- Born: Teddi Jo Mellencamp July 1, 1981 (age 45) Bloomington, Indiana, U.S.
- Citizenship: United States
- Occupation: Television personality • actress • podcast host • accountability coach
- Years active: 1992–present
- Television: The Real Housewives of Beverly Hills
- Spouses: ; Matt Robertson ​ ​(m. 2006; div. 2010)​ ; Edwin Arroyave ​ ​(m. 2011; sep. 2024)​
- Children: 3
- Parents: John Mellencamp (father); Victoria Granucci (mother);

= Teddi Mellencamp Arroyave =

American television personality

Teddi Jo Mellencamp Arroyave (born July 1, 1981) is an American television personality, actress and podcast host who appeared as a main cast member on three seasons of Bravo's reality series The Real Housewives of Beverly Hills (2017–2020). She is the daughter of singer-songwriter John Mellencamp.

==Career==
In addition to formerly starring on The Real Housewives of Beverly Hills, Mellencamp is the founder and owner of "All In by Teddi", a lifestyle and fitness company. The company's program has attracted criticism for its lack of transparency and medical supervision, untrained health coaches, and extreme weight loss methods.
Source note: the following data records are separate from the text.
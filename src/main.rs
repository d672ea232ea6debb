//! SQL Sink Connector - Main Entry Point
//!
//! Reads newline-delimited JSON rows from stdin and loads them into the
//! configured table. The first row doubles as the schema sample.

use anyhow::{anyhow, Context};
use danube_sink_sql::{FixedSample, InsertHandler, Loader, ProfileRegistry, Row, SqlSinkConfig};
use serde_json::Value;
use std::sync::Arc;
use tokio::io::{AsyncBufRead, AsyncBufReadExt, BufReader, Lines};
use tracing_subscriber::{layer::SubscriberExt, util::SubscriberInitExt};

const DEFAULT_PARTITION: &str = "stdin";

#[tokio::main]
async fn main() -> anyhow::Result<()> {
    // Initialize logging first
    let env_filter = tracing_subscriber::EnvFilter::try_from_default_env()
        .unwrap_or_else(|_| tracing_subscriber::EnvFilter::new("info,danube_sink_sql=debug"));

    tracing_subscriber::registry()
        .with(env_filter)
        .with(tracing_subscriber::fmt::layer().with_target(true).with_writer(std::io::stderr))
        .try_init()
        .ok(); // Ignore error if already initialized

    tracing::info!("Starting SQL Sink Connector");
    tracing::info!("Version: {}", env!("CARGO_PKG_VERSION"));

    // Load configuration (TOML + ENV overrides)
    let config = SqlSinkConfig::load().map_err(|e| {
        tracing::error!("Failed to load configuration: {}", e);
        e
    })?;

    config.validate()?;

    let options = &config.loader.options;
    tracing::info!("Configuration loaded and validated successfully");
    tracing::info!("Table: {}", config.loader.table);
    tracing::info!("Sink profile: {}", options.sink_profile);
    tracing::info!(
        "Transactions: {} (commit size {})",
        options.transaction,
        options.commit_size
    );
    if let Some(field) = &config.loader.partition_field {
        tracing::info!("Partitioning by field '{}'", field);
    }

    let registry = Arc::new(ProfileRegistry::from_profiles(&config.profiles)?);
    let mut lines = BufReader::new(tokio::io::stdin()).lines();

    let Some(first) = next_row(&mut lines).await? else {
        tracing::info!("No input rows, nothing to load");
        return Ok(());
    };

    let loader = Loader::with_config(config.loader.options.clone(), registry);
    let mut handler = loader.handler(
        Arc::new(FixedSample(first.clone())),
        config.loader.table.clone(),
    )?;

    let partition_field = config.loader.partition_field.as_deref();
    let outcome = match run(&mut handler, first, &mut lines, partition_field).await {
        Ok(()) => handler.finish().await.map_err(anyhow::Error::from),
        Err(e) => Err(e),
    };

    match outcome {
        Ok(summary) => {
            tracing::info!(
                "Loaded {} rows into '{}' across {} partitions ({} commits)",
                summary.rows_committed(),
                config.loader.table,
                summary.partitions.len(),
                summary.commits()
            );
            Ok(())
        }
        Err(e) => {
            tracing::error!("Load failed: {:#}", e);
            match handler.abort().await {
                Ok(discarded) => tracing::warn!("Rolled back {} uncommitted rows", discarded),
                Err(abort_err) => tracing::error!("Rollback failed: {}", abort_err),
            }
            Err(e)
        }
    }
}

/// Feed every input row to the handler until EOF or Ctrl-C
async fn run<R>(
    handler: &mut InsertHandler,
    first: Row,
    lines: &mut Lines<R>,
    partition_field: Option<&str>,
) -> anyhow::Result<()>
where
    R: AsyncBufRead + Unpin,
{
    let mut next = Some(first);

    loop {
        let row = match next.take() {
            Some(row) => row,
            None => tokio::select! {
                read = next_row(lines) => match read? {
                    Some(row) => row,
                    None => return Ok(()),
                },
                _ = tokio::signal::ctrl_c() => return Err(anyhow!("interrupted")),
            },
        };

        let partition = partition_key(&row, partition_field);
        handler.handle(row, &partition).await?;
    }
}

async fn next_row<R>(lines: &mut Lines<R>) -> anyhow::Result<Option<Row>>
where
    R: AsyncBufRead + Unpin,
{
    while let Some(line) = lines.next_line().await? {
        let line = line.trim();
        if line.is_empty() {
            continue;
        }
        let row: Row = serde_json::from_str(line).context("input line is not a JSON object")?;
        return Ok(Some(row));
    }
    Ok(None)
}

fn partition_key(row: &Row, field: Option<&str>) -> String {
    match field.and_then(|f| row.get(f)) {
        Some(Value::String(s)) => s.clone(),
        Some(Value::Null) | None => DEFAULT_PARTITION.to_string(),
        Some(other) => other.to_string(),
    }
}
One of the key criticisms is that the program and menu are the same for everyone who signs up, with a strict meal plan that reportedly involves consuming fewer than 700 calories per day. Subscribers' failure to adhere to the plan, as well as evidence of weight gain, results in immediate dismissal from the program without the chance of a refund (with few exceptions).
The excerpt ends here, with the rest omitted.